### TASK
Collect each line of the records containing the string "impl".
** Opening RECORD SET block **
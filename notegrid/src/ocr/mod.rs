//! Local text recognition.
//!
//! The engine is reached through [`LocalRecognizer`] so extraction can run
//! against Tesseract in production and a stub in tests.
//!
//! ```rust,ignore
//! let ocr = OcrProvider::new(&config.ocr);
//! let LocalText { text, engine_confidence } = ocr.recognize(&png).await?;
//! ```

mod provider;

use async_trait::async_trait;

use crate::error::Result;

pub use provider::OcrProvider;

#[derive(Debug, Clone, PartialEq)]
pub struct LocalText {
    pub text: String,
    /// Engine's own mean word confidence in `[0, 1]`.
    pub engine_confidence: f64,
}

#[async_trait]
pub trait LocalRecognizer: Send + Sync {
    async fn recognize(&self, image_png: &[u8]) -> Result<LocalText>;
}
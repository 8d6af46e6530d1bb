use std::path::PathBuf;
use std::process::ExitCode;
use std::sync::Arc;

use clap::Parser;
use tokio_util::sync::CancellationToken;
use tracing_subscriber::{layer::SubscriberExt, util::SubscriberInitExt};

use notegrid::config::{Config, OcrMode, ProcessOptions};
use notegrid::framework::{SharedSink, TracingSink};
use notegrid::ingest::{ingest_output, GraphExtractor, HttpGraphExtractor, InMemoryNoteStore};
use notegrid::orchestrator::Orchestrator;

#[derive(Parser)]
#[command(name = "notegrid")]
#[command(about = "Split a photographed page of handwritten notes into structured records")]
struct Args {
    /// Page image (JPEG, PNG, ...)
    image: PathBuf,

    /// Source of the page, e.g. "rocketbook"
    #[arg(long)]
    source_type: Option<String>,

    /// Extraction mode: "hybrid" (local OCR plus vision) or "llm" (vision only)
    #[arg(long, default_value = "hybrid")]
    ocr_mode: OcrMode,

    /// Vision model override, e.g. "openai/gpt-4o"
    #[arg(long)]
    vision_model: Option<String>,

    /// Treat the whole page as a single note
    #[arg(long)]
    single: bool,

    /// Process regions one at a time
    #[arg(long)]
    sequential: bool,

    /// Local confidence (0-100) under which a region is flagged
    #[arg(long, default_value_t = 60)]
    ocr_threshold: u8,

    /// Overall time budget in seconds
    #[arg(long)]
    timeout_secs: Option<u64>,

    /// Persist notes into an in-memory store and send them to graph extraction
    #[arg(long)]
    ingest_as: Option<String>,

    /// Pretty-print the JSON output
    #[arg(long)]
    pretty: bool,
}

impl Args {
    fn options(&self) -> ProcessOptions {
        ProcessOptions {
            ocr_confidence_threshold: self.ocr_threshold,
            vision_model_preference: self.vision_model.clone(),
            source_type: self.source_type.clone(),
            ocr_mode: self.ocr_mode,
            multi_note_detection_enabled: !self.single,
            parallel_processing: !self.sequential,
            timeout_secs: self.timeout_secs,
        }
    }
}

fn init_tracing() {
    let filter = tracing_subscriber::EnvFilter::try_from_default_env()
        .unwrap_or_else(|_| "notegrid=info".into());
    let json = std::env::var("NOTEGRID_LOG_FORMAT")
        .map(|v| v.eq_ignore_ascii_case("json"))
        .unwrap_or(false);

    if json {
        tracing_subscriber::registry()
            .with(filter)
            .with(tracing_subscriber::fmt::layer().json().with_writer(std::io::stderr))
            .init();
    } else {
        tracing_subscriber::registry()
            .with(filter)
            .with(tracing_subscriber::fmt::layer().with_writer(std::io::stderr))
            .init();
    }
}

fn render<T: serde::Serialize>(value: &T, pretty: bool) -> anyhow::Result<String> {
    Ok(if pretty {
        serde_json::to_string_pretty(value)?
    } else {
        serde_json::to_string(value)?
    })
}

#[tokio::main]
async fn main() -> anyhow::Result<ExitCode> {
    let args = Args::parse();

    dotenvy::dotenv().ok();
    init_tracing();

    let config = Config::from_env();
    let sink: SharedSink = Arc::new(TracingSink);
    let orchestrator = Orchestrator::new(&config, sink);
    let options = args.options();

    let cancel_token = CancellationToken::new();
    tokio::spawn(shutdown_signal(cancel_token.clone()));

    tracing::info!(image = %args.image.display(), mode = %options.ocr_mode, "processing page");
    let result = tokio::select! {
        result = orchestrator.process(&args.image, &options) => result,
        _ = cancel_token.cancelled() => {
            tracing::warn!("cancelled before processing finished");
            return Ok(ExitCode::from(130));
        }
    };

    let output = match result {
        Ok(output) => output,
        Err(partial) => {
            tracing::error!(error = partial.error_message(), "processing failed");
            println!("{}", render(&partial, args.pretty)?);
            return Ok(ExitCode::FAILURE);
        }
    };

    println!("{}", render(&output, args.pretty)?);

    if let Some(user_id) = &args.ingest_as {
        let graph: Option<Arc<dyn GraphExtractor>> = match &config.graph {
            Some(graph_config) => Some(Arc::new(HttpGraphExtractor::new(graph_config)?)),
            None => None,
        };
        let store = InMemoryNoteStore::new();
        let report = ingest_output(
            &output,
            user_id,
            options.source_type.as_deref(),
            &store,
            graph,
        )
        .await;

        // The process exits right after, so wait for graph extraction here.
        for task in report.graph_tasks {
            if let Err(e) = task.await {
                tracing::warn!(error = %e, "graph extraction task panicked");
            }
        }
        tracing::info!(
            stored = report.stored.len(),
            skipped = report.skipped.len(),
            "ingest finished"
        );
    }

    Ok(ExitCode::SUCCESS)
}

async fn shutdown_signal(cancel_token: CancellationToken) {
    let ctrl_c = async {
        if let Err(e) = tokio::signal::ctrl_c().await {
            tracing::warn!(error = %e, "failed to install Ctrl+C handler");
            std::future::pending::<()>().await;
        }
    };

    #[cfg(unix)]
    let terminate = async {
        match tokio::signal::unix::signal(tokio::signal::unix::SignalKind::terminate()) {
            Ok(mut signal) => {
                signal.recv().await;
            }
            Err(e) => {
                tracing::warn!(error = %e, "failed to install SIGTERM handler");
                std::future::pending::<()>().await;
            }
        }
    };

    #[cfg(not(unix))]
    let terminate = std::future::pending::<()>();

    tokio::select! {
        _ = ctrl_c => {},
        _ = terminate => {},
    }

    cancel_token.cancel();
}
//! Decoding, working-copy resize and whole-image analysis.
//!
//! Quality scores and colors are computed once per page and shared by every
//! region.

mod color;
mod enhance;

use std::io::Cursor;

use image::{imageops::FilterType, DynamicImage, GenericImageView, GrayImage, ImageFormat, ImageReader};
use serde::{Deserialize, Serialize};

use crate::error::{NoteError, Result};
use crate::framework::{calculate_confidence, SharedSink, StageResult};
use crate::models::{BoundingBox, ColorInfo, NoteType};

pub use color::{background_color, dominant_color};
pub use enhance::{enhance_for_ocr, stretch_contrast};

#[derive(Debug, Clone, Serialize, Deserialize, PartialEq)]
pub struct ImageProperties {
    pub width: u32,
    pub height: u32,
    pub channels: u8,
    pub file_size: u64,
    pub format: String,
    pub color_space: String,
}

#[derive(Debug, Clone, Copy, Default, Serialize, Deserialize, PartialEq)]
pub struct ImageQuality {
    pub blur_score: f64,
    pub contrast_score: f64,
    pub brightness_score: f64,
    pub resolution_score: f64,
    pub overall_score: f64,
}

#[derive(Debug, Clone, Copy, Default, Serialize, Deserialize, PartialEq, Eq)]
pub enum NoteSize {
    #[serde(rename = "3x3_inches")]
    Square3x3,
    #[serde(rename = "3x5_inches")]
    Rect3x5,
    #[default]
    #[serde(rename = "unknown")]
    Unknown,
}

#[derive(Debug, Clone, Serialize, Deserialize, PartialEq)]
pub struct ImageAnalysis {
    pub properties: ImageProperties,
    pub quality: ImageQuality,
    pub dominant_color: ColorInfo,
    pub background_color: ColorInfo,
    pub note_type: NoteType,
    pub estimated_size: NoteSize,
}

/// A decoded page plus the bounded copy detectors run on.
#[derive(Debug, Clone)]
pub struct LoadedImage {
    pub image: DynamicImage,
    pub working: DynamicImage,
    /// Original pixels per working pixel.
    pub scale: f64,
    pub properties: ImageProperties,
}

impl LoadedImage {
    /// Maps a working-copy box onto the original image.
    pub fn to_original(&self, bbox: BoundingBox) -> BoundingBox {
        if (self.scale - 1.0).abs() < f64::EPSILON {
            return bbox;
        }
        let scale = |v: u32| (f64::from(v) * self.scale).round() as u32;
        BoundingBox::new(scale(bbox.x), scale(bbox.y), scale(bbox.width), scale(bbox.height))
            .clamp_to(self.properties.width, self.properties.height)
    }
}

#[derive(Debug, Clone)]
pub struct PreparedImage {
    pub loaded: LoadedImage,
    pub analysis: ImageAnalysis,
}

pub fn load_image(bytes: &[u8], max_working_dimension: u32) -> Result<LoadedImage> {
    let format = image::guess_format(bytes).ok();
    let image = ImageReader::new(Cursor::new(bytes))
        .with_guessed_format()
        .map_err(|e| NoteError::Image(format!("Failed to read image: {e}")))?
        .decode()
        .map_err(|e| NoteError::Image(format!("Failed to decode image: {e}")))?;

    let (width, height) = image.dimensions();
    if width == 0 || height == 0 {
        return Err(NoteError::Image("Image has no pixels".to_string()));
    }

    let working = resize_if_needed(&image, max_working_dimension);
    let scale = f64::from(width) / f64::from(working.width().max(1));

    let properties = ImageProperties {
        width,
        height,
        channels: image.color().channel_count(),
        file_size: bytes.len() as u64,
        format: format
            .map(|f| format!("{f:?}").to_uppercase())
            .unwrap_or_else(|| "UNKNOWN".to_string()),
        color_space: color_space_name(&image).to_string(),
    };

    Ok(LoadedImage {
        image,
        working,
        scale,
        properties,
    })
}

fn color_space_name(image: &DynamicImage) -> &'static str {
    match image {
        DynamicImage::ImageLuma8(_) | DynamicImage::ImageLuma16(_) => "grayscale",
        DynamicImage::ImageLumaA8(_) | DynamicImage::ImageLumaA16(_) => "grayscale_alpha",
        DynamicImage::ImageRgba8(_) | DynamicImage::ImageRgba16(_) | DynamicImage::ImageRgba32F(_) => "rgba",
        _ => "rgb",
    }
}

/// Downscales so the longest side is at most `max_dim`, keeping aspect ratio.
fn resize_if_needed(image: &DynamicImage, max_dim: u32) -> DynamicImage {
    let (width, height) = image.dimensions();
    if max_dim == 0 || (width <= max_dim && height <= max_dim) {
        return image.clone();
    }
    // `resize` fits within the bounds and preserves aspect ratio.
    image.resize(max_dim, max_dim, FilterType::Lanczos3)
}

/// Focus, contrast, exposure and resolution scores, each in `[0, 1]`.
pub fn assess_quality(gray: &GrayImage, original_pixels: u64) -> ImageQuality {
    let pixel_count = gray.pixels().len().max(1) as f64;
    let mean = gray.pixels().map(|p| f64::from(p[0])).sum::<f64>() / pixel_count;
    let variance = gray
        .pixels()
        .map(|p| (f64::from(p[0]) - mean).powi(2))
        .sum::<f64>()
        / pixel_count;

    let laplacian = imageproc::filter::laplacian_filter(gray);
    let lap_count = laplacian.pixels().len().max(1) as f64;
    let lap_mean = laplacian.pixels().map(|p| f64::from(p[0])).sum::<f64>() / lap_count;
    let lap_variance = laplacian
        .pixels()
        .map(|p| (f64::from(p[0]) - lap_mean).powi(2))
        .sum::<f64>()
        / lap_count;

    let blur_score = (lap_variance / 100.0).min(1.0);
    let contrast_score = (variance.sqrt() / 127.5).min(1.0);
    let brightness_score = ((mean - 127.5).abs() / 127.5).min(1.0);
    let resolution_score = (original_pixels as f64 / 1_000_000.0).min(1.0);

    let overall_score = calculate_confidence(
        &[
            ("blur", blur_score),
            ("contrast", contrast_score),
            ("brightness", brightness_score),
            ("resolution", resolution_score),
        ],
        Some(&[
            ("blur", 0.3),
            ("contrast", 0.3),
            ("brightness", 0.2),
            ("resolution", 0.2),
        ]),
    );

    ImageQuality {
        blur_score,
        contrast_score,
        brightness_score,
        resolution_score,
        overall_score,
    }
}

/// Physical size guess from the short/long side ratio.
pub fn estimate_size(width: u32, height: u32) -> NoteSize {
    let (short, long) = (width.min(height), width.max(height));
    if long == 0 {
        return NoteSize::Unknown;
    }
    let ratio = f64::from(short) / f64::from(long);
    if (0.8..=1.2).contains(&ratio) {
        NoteSize::Square3x3
    } else if (0.6..0.8).contains(&ratio) {
        NoteSize::Rect3x5
    } else {
        NoteSize::Unknown
    }
}

pub fn analyze(loaded: &LoadedImage) -> ImageAnalysis {
    let rgb = loaded.working.to_rgb8();
    let gray = loaded.working.to_luma8();
    let original_pixels = u64::from(loaded.properties.width) * u64::from(loaded.properties.height);

    let background = background_color(&rgb);
    ImageAnalysis {
        properties: loaded.properties.clone(),
        quality: assess_quality(&gray, original_pixels),
        dominant_color: dominant_color(&rgb),
        note_type: NoteType::from_background(background.name),
        background_color: background,
        estimated_size: estimate_size(loaded.properties.width, loaded.properties.height),
    }
}

pub fn crop(image: &DynamicImage, bbox: BoundingBox) -> DynamicImage {
    let bbox = bbox.clamp_to(image.width(), image.height());
    image.crop_imm(bbox.x, bbox.y, bbox.width, bbox.height)
}

pub fn encode_png(image: &DynamicImage) -> Result<Vec<u8>> {
    let mut output = Vec::new();
    image
        .write_to(&mut Cursor::new(&mut output), ImageFormat::Png)
        .map_err(|e| NoteError::Image(format!("Failed to encode image: {e}")))?;
    Ok(output)
}

/// First pipeline stage: decode, bound and analyze the page.
#[derive(Clone)]
pub struct ImagePreprocessor {
    sink: SharedSink,
    max_working_dimension: u32,
}

impl ImagePreprocessor {
    pub fn new(sink: SharedSink, max_working_dimension: u32) -> Self {
        Self {
            sink,
            max_working_dimension,
        }
    }

    /// Unreadable input is reported as a partial result straight away.
    pub fn process(&self, bytes: &[u8]) -> StageResult<PreparedImage> {
        let loaded = load_image(bytes, self.max_working_dimension)?;
        let analysis = analyze(&loaded);

        let quality = &analysis.quality;
        self.sink.record("preprocess", "blur_score", quality.blur_score);
        self.sink
            .record("preprocess", "contrast_score", quality.contrast_score);
        self.sink
            .record("preprocess", "overall_quality", quality.overall_score);

        tracing::debug!(
            width = loaded.properties.width,
            height = loaded.properties.height,
            scale = loaded.scale,
            quality = quality.overall_score,
            background = %analysis.background_color.name,
            "image prepared"
        );

        Ok(PreparedImage { loaded, analysis })
    }
}
use thiserror::Error;

#[derive(Error, Debug)]
pub enum NoteError {
    #[error("Image error: {0}")]
    Image(String),

    #[error("Processing error: {0}")]
    Processing(String),

    #[error("Validation error: {0}")]
    Validation(String),

    #[error("HTTP request error: {0}")]
    Http(#[from] reqwest::Error),

    #[error("JSON error: {0}")]
    Json(#[from] serde_json::Error),

    #[error("IO error: {0}")]
    Io(#[from] std::io::Error),

    #[error("Vision error: {0}")]
    Vision(String),

    #[error("Vision unavailable: {0}")]
    VisionUnavailable(String),

    #[error("OCR error: {0}")]
    Ocr(String),

    #[error("OCR unavailable: {0}")]
    OcrUnavailable(String),

    #[error("LLM error: {0}")]
    Llm(String),

    #[error("LLM unavailable: {0}")]
    LlmUnavailable(String),

    #[error("LLM rate limit exceeded, retry after {retry_after:?} seconds")]
    LlmRateLimit { retry_after: Option<u64> },

    #[error("Operation timed out: {0}")]
    Timeout(String),

    #[error("Note store error: {0}")]
    Store(String),

    #[error("Graph extraction error: {0}")]
    Graph(String),
}

impl From<image::ImageError> for NoteError {
    fn from(error: image::ImageError) -> Self {
        NoteError::Image(error.to_string())
    }
}

pub type Result<T> = std::result::Result<T, NoteError>;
** Closing RECORD SET block **
### RESPONSE AREA
impl Args {
impl LoadedImage {
impl ImagePreprocessor {
impl From<image::ImageError> for NoteError {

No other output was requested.